Al cabo de una hora y después de haber sobrevolado innumerables bosques, caminos y riachuelos, aterrizaron en un claro de otro bosque. Era mediodía. Ela bajó con algo de dificultad, y casi se cae al suelo porque tenía las piernas entumecidas. Ayudó a Ako a desabrochar las correas que sujetaban a Zoe y a Tao. Los dos tenían la cara de emoción y las orejas y narices rojas. Parecía que habían pasado el mejor rato de sus vidas. Entonces Ela se paró a contemplar las correas de las patas de Zor. Como si fueran pulseras, tenía un par de argollas en cada pata de las que salían cinturones de cuero bastante grueso y oscuro, dos de cada pulsera. Se apresuró a enrollarlos muy ajustados alrededor de la pata donde había estado sentado Tao, fijándose en cómo lo hacía Ako a su derecha. Además de ver cómo recogía los cinturones, también observó una sombra de preocupación en su expresión. Sin duda, estaba angustiada por su padre.

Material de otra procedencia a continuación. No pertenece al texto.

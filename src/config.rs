//! Configuration module

use std::env;
use std::path::PathBuf;

/// Application configuration
#[derive(Debug, Clone)]
pub struct Config {
    /// Server port
    pub port: u16,

    /// Directory holding the serialized model bundles
    pub model_dir: PathBuf,

    /// Environment (development, production)
    pub environment: String,
}

impl Config {
    /// Load configuration from environment variables
    pub fn from_env() -> Self {
        Self {
            port: env::var("PORT")
                .ok()
                .and_then(|p| p.parse().ok())
                .unwrap_or(8080),

            model_dir: env::var("MODEL_DIR")
                .map(PathBuf::from)
                .unwrap_or_else(|_| PathBuf::from("models")),

            environment: env::var("ENVIRONMENT")
                .unwrap_or_else(|_| "development".to_string()),
        }
    }

    /// Check if running in production
    pub fn is_production(&self) -> bool {
        self.environment == "production"
    }
}
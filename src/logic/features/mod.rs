//! Feature engineering for the three prediction services
//!
//! - `derive`: computed fields for the default-risk service
//! - `impairment`: engineered regressor columns for impairment/ECL
//! - `assemble`: ordered projection of a record into a numeric vector

pub mod assemble;
pub mod derive;
pub mod impairment;

pub use assemble::{assemble, DEFAULT_RISK_FEATURES};
pub use derive::derive;
pub use impairment::IMPAIRMENT_FEATURES;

- Gracias – murmuró, refiriéndose a las correas.

- No hay de que – respondió Ela. – Oye, no te preocupes, seguro que estará bien.

- ¿Qué?

- Tu padre, seguro que no le ha pasado nada – repitió desconcertada Ela. ¿Es que estaba pensando en otra cosa?

- Ah…si – aseguró asintiendo.

No sabía con seguridad si Ako pensaba en otra cosa o no, pero mientras recogían leña para hacer un fuego, parecía que le había recordado a Rohm, porque se le veía doblemente preocupada. A los diez minutos, Zoe y Tao ya estaban divirtiéndose encendiendo una lumbre mientras Ako le quitaba las pequeñas alforjas que llevaba Zor (que echó a volar) y las traía consigo junto al fuego.

- ¿No está cansado? – preguntó Zoe.

- Esta bien, no te preocupes. Peores cosas ha hecho - respondió Ako, haciendo un esfuerzo para sonreír a la niña - Ahora va a cazar.

Durante la siguiente hora estuvieron cocinando y comiendo alimentos que Ako había sacado de sus alforjas para todos. Tao y Zoe no dejaban de hacer preguntas.

- ¿Y qué come Zor? Porque comerá mucho.

- Sí, come mucho, pero él sólo se ocupa de su comida. La verdad es que es muy bueno porque el pobre se adapta a todo tipo de lugares para cazar y a muchas comidas diferentes.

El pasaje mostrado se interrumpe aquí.